▸ What to work on:
Work out the number of lines in the listing below that include "LoaderConfig", and answer with it alone.

▸ Exercise inputs:

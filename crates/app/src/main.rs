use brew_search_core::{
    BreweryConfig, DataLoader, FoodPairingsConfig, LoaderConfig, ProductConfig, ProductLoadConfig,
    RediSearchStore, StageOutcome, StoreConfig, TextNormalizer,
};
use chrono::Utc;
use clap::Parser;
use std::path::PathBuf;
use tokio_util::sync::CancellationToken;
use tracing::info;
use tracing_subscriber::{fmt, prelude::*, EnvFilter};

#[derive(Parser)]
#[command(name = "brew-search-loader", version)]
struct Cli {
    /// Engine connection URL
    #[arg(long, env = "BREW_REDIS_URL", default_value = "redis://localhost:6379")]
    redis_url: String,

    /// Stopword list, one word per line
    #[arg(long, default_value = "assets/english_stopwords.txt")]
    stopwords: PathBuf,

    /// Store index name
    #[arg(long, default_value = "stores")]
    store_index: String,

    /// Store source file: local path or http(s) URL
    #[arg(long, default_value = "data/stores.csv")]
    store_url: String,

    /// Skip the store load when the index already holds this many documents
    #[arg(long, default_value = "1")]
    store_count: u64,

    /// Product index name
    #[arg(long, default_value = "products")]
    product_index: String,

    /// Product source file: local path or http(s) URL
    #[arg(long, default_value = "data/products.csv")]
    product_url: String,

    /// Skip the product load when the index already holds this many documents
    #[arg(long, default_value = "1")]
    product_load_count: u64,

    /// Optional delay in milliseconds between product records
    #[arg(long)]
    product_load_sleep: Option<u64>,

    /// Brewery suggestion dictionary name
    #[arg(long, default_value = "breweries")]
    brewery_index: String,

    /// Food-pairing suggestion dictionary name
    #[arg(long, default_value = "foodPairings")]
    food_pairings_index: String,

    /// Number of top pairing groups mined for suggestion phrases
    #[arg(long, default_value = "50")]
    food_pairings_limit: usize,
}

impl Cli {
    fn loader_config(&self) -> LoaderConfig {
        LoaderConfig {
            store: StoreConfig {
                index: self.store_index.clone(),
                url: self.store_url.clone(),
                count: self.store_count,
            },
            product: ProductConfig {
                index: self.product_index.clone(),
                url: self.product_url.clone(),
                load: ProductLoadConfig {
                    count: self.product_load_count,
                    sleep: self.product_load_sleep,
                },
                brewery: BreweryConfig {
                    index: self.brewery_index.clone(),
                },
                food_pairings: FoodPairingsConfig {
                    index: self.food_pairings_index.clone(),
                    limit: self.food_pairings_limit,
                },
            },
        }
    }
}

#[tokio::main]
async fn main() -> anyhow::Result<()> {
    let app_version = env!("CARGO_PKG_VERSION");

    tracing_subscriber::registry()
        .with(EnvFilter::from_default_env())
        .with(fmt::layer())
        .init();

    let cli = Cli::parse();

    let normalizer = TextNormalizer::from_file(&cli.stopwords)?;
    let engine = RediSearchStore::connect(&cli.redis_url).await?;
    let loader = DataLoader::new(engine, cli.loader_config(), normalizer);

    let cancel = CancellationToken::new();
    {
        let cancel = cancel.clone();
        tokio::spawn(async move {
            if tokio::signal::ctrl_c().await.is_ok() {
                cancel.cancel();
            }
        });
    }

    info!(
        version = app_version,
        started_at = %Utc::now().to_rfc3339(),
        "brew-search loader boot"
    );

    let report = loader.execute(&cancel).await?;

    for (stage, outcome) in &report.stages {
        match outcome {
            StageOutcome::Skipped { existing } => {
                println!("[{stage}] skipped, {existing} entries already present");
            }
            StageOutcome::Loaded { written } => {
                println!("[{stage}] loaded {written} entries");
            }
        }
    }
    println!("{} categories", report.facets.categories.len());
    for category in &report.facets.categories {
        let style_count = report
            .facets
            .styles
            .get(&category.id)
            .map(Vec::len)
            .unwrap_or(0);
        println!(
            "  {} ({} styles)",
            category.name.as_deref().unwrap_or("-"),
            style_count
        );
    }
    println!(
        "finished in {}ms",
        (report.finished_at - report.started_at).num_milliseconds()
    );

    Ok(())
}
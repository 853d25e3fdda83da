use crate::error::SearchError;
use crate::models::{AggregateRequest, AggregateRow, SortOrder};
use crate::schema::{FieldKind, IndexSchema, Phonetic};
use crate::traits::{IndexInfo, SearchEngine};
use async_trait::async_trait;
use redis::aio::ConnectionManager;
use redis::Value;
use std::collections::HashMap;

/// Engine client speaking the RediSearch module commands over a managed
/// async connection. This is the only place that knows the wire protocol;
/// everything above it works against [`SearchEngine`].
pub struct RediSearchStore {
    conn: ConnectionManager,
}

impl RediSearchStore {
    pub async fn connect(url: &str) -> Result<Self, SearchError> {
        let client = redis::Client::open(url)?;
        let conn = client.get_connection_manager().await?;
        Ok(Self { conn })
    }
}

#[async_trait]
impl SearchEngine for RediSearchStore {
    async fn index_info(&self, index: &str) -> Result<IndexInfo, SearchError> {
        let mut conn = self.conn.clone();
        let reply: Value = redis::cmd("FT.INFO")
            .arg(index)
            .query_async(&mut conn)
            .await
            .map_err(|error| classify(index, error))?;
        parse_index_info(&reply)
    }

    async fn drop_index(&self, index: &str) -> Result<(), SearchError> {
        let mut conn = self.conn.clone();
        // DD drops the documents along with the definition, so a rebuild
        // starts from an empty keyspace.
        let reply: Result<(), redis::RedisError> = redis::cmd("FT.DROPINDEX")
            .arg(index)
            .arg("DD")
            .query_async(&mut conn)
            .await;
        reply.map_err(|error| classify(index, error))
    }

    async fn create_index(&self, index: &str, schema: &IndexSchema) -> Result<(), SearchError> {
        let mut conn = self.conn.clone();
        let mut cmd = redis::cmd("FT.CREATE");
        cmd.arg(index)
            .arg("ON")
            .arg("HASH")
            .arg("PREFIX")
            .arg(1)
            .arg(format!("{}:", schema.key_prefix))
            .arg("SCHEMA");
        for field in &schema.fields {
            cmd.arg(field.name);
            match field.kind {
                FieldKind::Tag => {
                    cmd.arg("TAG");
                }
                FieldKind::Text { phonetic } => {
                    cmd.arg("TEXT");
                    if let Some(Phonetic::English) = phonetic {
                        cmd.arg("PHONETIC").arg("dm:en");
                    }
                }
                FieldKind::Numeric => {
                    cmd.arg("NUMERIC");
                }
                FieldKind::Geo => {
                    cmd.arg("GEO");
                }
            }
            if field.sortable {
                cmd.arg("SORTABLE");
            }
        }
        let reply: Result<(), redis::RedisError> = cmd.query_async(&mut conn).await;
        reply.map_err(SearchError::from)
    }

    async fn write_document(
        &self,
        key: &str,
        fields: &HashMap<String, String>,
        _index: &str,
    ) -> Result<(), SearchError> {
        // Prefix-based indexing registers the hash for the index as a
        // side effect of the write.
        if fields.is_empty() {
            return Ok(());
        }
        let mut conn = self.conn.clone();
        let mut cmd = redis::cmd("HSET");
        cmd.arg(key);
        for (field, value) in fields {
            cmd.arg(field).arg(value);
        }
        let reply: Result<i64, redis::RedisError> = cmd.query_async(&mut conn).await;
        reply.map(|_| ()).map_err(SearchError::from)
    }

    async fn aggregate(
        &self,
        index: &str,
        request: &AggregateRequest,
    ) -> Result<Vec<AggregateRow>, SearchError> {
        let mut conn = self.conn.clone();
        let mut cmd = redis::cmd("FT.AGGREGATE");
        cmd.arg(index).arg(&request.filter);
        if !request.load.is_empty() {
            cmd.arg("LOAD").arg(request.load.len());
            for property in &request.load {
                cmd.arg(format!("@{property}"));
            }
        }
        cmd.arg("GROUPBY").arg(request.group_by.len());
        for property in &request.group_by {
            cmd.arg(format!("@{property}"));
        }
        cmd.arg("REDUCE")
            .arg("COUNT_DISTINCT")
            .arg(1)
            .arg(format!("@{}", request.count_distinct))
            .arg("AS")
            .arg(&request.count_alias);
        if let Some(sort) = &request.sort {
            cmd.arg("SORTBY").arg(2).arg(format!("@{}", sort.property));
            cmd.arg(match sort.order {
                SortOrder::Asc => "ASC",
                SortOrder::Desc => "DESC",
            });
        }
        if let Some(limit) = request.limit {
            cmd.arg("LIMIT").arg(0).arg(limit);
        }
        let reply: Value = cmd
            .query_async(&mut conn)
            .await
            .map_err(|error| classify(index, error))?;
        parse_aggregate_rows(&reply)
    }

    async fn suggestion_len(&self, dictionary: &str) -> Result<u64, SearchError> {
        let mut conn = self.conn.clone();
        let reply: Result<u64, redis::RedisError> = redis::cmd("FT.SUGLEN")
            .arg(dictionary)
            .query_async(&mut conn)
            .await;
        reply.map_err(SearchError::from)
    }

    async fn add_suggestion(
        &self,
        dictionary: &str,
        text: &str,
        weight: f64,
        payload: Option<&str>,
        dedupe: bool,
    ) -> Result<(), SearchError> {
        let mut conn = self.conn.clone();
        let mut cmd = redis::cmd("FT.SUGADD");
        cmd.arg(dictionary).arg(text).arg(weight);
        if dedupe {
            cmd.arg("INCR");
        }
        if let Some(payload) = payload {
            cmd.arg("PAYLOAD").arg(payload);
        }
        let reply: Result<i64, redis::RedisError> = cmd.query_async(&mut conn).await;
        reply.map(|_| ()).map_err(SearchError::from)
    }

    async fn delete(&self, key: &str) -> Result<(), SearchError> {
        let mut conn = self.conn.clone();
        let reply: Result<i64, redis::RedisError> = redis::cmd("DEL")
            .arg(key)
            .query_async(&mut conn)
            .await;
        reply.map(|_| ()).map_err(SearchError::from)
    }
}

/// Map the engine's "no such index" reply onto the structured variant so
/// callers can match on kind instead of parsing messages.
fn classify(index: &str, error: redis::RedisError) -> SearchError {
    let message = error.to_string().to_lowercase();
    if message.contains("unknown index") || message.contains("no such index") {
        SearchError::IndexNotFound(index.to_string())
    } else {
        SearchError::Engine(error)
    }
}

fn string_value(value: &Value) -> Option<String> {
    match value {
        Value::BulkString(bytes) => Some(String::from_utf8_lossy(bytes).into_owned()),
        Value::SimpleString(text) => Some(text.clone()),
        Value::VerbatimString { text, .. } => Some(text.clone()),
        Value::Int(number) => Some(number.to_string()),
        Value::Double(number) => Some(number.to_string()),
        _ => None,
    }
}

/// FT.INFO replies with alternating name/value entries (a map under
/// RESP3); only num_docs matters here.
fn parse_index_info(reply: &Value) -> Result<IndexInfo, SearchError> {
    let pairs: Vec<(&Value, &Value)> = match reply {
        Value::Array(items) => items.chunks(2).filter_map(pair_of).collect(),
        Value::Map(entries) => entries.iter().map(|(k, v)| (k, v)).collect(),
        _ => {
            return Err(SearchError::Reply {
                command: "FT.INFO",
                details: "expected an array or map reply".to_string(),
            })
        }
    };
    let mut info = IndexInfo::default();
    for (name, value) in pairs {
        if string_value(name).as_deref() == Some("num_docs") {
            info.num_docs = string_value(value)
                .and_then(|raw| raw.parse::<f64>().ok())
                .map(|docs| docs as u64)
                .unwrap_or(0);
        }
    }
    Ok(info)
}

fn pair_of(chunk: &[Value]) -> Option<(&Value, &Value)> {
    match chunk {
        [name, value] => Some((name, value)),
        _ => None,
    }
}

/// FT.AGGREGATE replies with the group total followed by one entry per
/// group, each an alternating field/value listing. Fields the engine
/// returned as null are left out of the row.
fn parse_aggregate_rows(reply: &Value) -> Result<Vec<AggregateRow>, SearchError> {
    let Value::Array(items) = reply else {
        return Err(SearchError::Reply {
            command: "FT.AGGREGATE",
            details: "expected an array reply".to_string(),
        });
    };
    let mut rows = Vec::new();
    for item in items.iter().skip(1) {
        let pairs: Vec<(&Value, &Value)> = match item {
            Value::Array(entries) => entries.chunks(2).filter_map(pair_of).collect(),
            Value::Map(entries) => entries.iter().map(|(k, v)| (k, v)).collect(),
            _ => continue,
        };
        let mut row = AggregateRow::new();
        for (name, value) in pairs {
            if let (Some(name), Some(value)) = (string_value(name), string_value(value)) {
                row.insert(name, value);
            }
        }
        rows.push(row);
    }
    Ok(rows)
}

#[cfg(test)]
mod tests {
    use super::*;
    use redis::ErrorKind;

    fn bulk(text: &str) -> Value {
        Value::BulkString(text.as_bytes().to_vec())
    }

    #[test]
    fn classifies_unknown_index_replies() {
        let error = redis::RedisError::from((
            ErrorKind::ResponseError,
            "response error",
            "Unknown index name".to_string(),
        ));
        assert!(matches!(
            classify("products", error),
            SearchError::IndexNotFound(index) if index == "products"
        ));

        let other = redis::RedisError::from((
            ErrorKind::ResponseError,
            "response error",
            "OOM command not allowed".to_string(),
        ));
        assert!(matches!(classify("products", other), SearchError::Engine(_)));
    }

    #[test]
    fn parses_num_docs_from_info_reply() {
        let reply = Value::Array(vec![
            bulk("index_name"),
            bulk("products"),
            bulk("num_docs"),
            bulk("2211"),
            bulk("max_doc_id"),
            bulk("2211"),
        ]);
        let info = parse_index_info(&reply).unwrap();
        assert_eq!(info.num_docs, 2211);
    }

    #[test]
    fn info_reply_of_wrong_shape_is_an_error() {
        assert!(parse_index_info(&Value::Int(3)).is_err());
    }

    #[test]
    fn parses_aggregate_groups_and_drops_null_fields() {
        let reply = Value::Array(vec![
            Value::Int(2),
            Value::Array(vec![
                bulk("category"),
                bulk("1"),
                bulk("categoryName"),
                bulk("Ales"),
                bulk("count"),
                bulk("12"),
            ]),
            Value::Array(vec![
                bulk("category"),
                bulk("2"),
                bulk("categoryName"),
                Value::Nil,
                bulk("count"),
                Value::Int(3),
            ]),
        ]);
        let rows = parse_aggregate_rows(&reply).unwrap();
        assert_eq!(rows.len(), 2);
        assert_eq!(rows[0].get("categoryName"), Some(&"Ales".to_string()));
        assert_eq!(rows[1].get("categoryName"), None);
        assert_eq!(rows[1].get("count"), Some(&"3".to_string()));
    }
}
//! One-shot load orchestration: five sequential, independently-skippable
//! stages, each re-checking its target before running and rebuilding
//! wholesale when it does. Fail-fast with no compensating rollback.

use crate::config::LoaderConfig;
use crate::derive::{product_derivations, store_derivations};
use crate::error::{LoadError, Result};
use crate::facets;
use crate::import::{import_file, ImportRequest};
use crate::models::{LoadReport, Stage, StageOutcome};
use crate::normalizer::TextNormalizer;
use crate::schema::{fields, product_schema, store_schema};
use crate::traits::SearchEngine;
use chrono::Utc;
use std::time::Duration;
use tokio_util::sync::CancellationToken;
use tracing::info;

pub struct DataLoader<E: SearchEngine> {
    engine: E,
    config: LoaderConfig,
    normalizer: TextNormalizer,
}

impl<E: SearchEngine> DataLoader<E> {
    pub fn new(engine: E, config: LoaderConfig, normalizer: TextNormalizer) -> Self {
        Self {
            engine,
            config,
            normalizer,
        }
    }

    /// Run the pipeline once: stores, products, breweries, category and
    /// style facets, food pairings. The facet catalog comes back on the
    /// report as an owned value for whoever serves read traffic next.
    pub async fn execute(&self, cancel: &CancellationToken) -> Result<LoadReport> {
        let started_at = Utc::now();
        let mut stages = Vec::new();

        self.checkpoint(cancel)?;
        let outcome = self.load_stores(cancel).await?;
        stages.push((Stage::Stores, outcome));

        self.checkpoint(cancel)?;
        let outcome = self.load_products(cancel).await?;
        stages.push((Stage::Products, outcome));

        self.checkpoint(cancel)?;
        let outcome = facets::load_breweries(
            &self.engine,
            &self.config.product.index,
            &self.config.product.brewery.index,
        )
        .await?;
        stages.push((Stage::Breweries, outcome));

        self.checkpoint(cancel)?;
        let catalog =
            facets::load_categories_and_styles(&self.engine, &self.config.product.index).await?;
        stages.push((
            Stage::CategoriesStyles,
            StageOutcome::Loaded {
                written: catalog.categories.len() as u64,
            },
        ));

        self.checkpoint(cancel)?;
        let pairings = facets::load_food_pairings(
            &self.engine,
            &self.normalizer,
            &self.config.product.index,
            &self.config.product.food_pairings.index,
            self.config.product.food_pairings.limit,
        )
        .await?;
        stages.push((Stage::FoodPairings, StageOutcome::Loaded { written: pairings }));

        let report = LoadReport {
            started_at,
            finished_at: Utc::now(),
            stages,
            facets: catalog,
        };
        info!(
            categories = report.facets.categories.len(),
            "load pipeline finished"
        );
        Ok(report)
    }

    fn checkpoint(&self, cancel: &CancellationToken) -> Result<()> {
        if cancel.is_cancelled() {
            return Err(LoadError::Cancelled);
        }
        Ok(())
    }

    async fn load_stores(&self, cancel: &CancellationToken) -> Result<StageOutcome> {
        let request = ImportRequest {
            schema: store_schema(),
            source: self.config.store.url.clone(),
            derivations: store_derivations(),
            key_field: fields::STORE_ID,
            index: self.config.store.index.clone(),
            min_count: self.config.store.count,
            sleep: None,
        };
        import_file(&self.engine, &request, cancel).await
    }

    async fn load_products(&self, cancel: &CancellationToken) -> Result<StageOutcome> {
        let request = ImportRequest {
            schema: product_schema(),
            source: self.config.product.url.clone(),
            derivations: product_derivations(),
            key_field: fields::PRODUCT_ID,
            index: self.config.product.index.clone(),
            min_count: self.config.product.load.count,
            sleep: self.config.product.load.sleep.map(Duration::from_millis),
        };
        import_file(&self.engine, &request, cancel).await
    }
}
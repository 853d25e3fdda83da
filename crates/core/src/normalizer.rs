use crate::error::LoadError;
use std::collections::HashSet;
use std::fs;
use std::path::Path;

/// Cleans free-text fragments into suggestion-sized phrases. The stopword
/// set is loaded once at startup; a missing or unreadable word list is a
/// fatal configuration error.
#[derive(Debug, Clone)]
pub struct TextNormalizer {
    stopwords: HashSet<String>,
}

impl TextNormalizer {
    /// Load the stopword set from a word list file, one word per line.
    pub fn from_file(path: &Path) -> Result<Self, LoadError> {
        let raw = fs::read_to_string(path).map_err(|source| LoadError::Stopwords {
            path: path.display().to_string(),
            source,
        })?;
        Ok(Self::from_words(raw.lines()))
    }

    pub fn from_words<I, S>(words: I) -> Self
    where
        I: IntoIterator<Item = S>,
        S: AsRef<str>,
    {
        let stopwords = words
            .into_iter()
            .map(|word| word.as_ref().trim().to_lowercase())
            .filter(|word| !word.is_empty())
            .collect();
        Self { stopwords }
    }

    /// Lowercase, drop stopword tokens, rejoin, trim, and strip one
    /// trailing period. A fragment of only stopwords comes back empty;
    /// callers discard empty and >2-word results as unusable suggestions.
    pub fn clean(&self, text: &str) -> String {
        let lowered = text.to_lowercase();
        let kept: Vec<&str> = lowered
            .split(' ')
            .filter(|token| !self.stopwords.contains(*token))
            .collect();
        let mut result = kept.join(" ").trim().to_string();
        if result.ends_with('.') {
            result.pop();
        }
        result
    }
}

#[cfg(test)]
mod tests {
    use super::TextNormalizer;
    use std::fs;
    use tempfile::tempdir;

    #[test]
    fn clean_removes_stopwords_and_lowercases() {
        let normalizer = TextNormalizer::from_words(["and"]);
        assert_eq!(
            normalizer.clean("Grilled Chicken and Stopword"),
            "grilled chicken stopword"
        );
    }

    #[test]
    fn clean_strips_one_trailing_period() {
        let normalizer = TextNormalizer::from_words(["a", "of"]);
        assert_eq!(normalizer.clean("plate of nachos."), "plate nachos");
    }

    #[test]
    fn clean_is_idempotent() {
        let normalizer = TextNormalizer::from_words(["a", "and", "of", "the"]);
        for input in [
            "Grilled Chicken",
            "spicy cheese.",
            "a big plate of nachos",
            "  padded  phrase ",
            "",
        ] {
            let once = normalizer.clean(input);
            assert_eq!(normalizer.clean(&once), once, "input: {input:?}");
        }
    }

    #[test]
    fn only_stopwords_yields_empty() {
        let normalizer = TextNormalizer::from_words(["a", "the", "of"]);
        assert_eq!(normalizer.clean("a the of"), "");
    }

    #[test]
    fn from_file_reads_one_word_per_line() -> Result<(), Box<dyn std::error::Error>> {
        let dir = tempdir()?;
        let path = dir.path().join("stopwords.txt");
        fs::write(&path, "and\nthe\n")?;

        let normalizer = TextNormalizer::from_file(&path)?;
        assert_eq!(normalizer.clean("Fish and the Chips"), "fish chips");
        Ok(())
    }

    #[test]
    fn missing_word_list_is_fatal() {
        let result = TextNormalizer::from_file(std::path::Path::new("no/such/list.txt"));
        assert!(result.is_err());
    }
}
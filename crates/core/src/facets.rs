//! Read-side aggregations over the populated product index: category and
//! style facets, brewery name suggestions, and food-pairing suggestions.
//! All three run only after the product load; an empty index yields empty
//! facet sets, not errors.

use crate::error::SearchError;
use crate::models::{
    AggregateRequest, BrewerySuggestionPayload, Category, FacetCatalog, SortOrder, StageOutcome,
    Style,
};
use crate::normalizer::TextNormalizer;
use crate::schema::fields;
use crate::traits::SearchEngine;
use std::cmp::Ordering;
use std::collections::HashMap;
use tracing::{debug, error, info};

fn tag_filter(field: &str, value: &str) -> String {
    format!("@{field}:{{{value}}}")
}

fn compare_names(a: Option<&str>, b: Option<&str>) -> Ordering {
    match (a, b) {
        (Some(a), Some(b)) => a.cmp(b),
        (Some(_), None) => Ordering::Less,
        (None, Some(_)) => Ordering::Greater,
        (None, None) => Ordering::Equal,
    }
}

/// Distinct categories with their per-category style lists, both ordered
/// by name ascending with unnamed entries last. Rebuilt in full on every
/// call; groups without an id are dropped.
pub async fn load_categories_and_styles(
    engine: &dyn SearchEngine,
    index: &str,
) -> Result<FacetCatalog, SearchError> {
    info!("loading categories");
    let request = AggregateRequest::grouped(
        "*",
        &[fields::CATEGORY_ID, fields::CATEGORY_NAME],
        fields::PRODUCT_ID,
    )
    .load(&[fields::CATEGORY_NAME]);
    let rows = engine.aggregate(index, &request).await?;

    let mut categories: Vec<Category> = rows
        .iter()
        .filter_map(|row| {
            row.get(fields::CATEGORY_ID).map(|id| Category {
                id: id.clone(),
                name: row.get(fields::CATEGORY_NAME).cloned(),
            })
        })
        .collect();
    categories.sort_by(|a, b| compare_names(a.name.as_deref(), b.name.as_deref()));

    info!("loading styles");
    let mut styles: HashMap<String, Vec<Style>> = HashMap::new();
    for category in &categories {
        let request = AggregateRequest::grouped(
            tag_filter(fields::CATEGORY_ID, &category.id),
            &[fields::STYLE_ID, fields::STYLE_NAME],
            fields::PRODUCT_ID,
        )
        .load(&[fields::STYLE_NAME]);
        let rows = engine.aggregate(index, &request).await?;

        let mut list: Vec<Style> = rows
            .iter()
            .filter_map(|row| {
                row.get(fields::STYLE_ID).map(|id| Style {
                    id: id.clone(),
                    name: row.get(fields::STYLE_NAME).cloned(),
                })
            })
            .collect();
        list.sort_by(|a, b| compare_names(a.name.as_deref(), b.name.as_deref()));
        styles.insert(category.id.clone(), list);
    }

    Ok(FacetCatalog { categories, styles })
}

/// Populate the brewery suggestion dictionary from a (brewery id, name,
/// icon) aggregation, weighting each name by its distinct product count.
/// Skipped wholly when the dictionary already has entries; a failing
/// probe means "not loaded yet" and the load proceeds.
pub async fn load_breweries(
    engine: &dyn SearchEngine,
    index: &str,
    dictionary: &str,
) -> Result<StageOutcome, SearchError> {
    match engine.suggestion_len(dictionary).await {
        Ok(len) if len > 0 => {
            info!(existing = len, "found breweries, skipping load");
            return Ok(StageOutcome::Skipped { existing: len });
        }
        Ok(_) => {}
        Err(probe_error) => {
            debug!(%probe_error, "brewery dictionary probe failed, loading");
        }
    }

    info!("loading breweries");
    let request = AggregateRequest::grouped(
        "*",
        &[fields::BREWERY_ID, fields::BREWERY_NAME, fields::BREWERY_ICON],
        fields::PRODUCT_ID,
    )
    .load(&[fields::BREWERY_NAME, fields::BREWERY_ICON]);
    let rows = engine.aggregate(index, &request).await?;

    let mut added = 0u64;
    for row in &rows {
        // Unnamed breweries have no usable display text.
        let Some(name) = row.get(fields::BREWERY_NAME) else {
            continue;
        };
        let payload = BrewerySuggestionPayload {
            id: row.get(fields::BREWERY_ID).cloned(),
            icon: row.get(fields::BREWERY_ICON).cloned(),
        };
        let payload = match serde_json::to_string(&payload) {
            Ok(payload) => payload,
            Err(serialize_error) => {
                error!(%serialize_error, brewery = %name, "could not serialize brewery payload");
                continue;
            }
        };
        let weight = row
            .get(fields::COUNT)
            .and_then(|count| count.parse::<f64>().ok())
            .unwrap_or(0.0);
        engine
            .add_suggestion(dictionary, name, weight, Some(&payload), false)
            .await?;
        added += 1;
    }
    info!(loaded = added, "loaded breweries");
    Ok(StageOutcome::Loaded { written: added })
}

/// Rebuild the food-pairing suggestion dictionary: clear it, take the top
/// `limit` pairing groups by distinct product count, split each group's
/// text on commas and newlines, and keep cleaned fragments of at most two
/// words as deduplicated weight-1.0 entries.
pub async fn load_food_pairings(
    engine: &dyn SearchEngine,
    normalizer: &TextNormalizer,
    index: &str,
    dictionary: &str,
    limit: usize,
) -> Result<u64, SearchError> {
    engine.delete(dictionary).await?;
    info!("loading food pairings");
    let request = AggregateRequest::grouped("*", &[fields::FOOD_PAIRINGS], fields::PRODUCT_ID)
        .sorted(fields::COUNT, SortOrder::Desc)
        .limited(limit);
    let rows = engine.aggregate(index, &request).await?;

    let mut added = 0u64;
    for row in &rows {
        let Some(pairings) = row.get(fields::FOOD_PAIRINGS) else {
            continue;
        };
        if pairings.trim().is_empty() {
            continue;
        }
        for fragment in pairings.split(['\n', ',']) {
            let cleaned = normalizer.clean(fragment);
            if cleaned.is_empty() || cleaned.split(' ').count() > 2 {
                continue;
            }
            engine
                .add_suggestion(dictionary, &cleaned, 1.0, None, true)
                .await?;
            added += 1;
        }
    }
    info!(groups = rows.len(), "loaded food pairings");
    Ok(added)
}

▸ Result:
6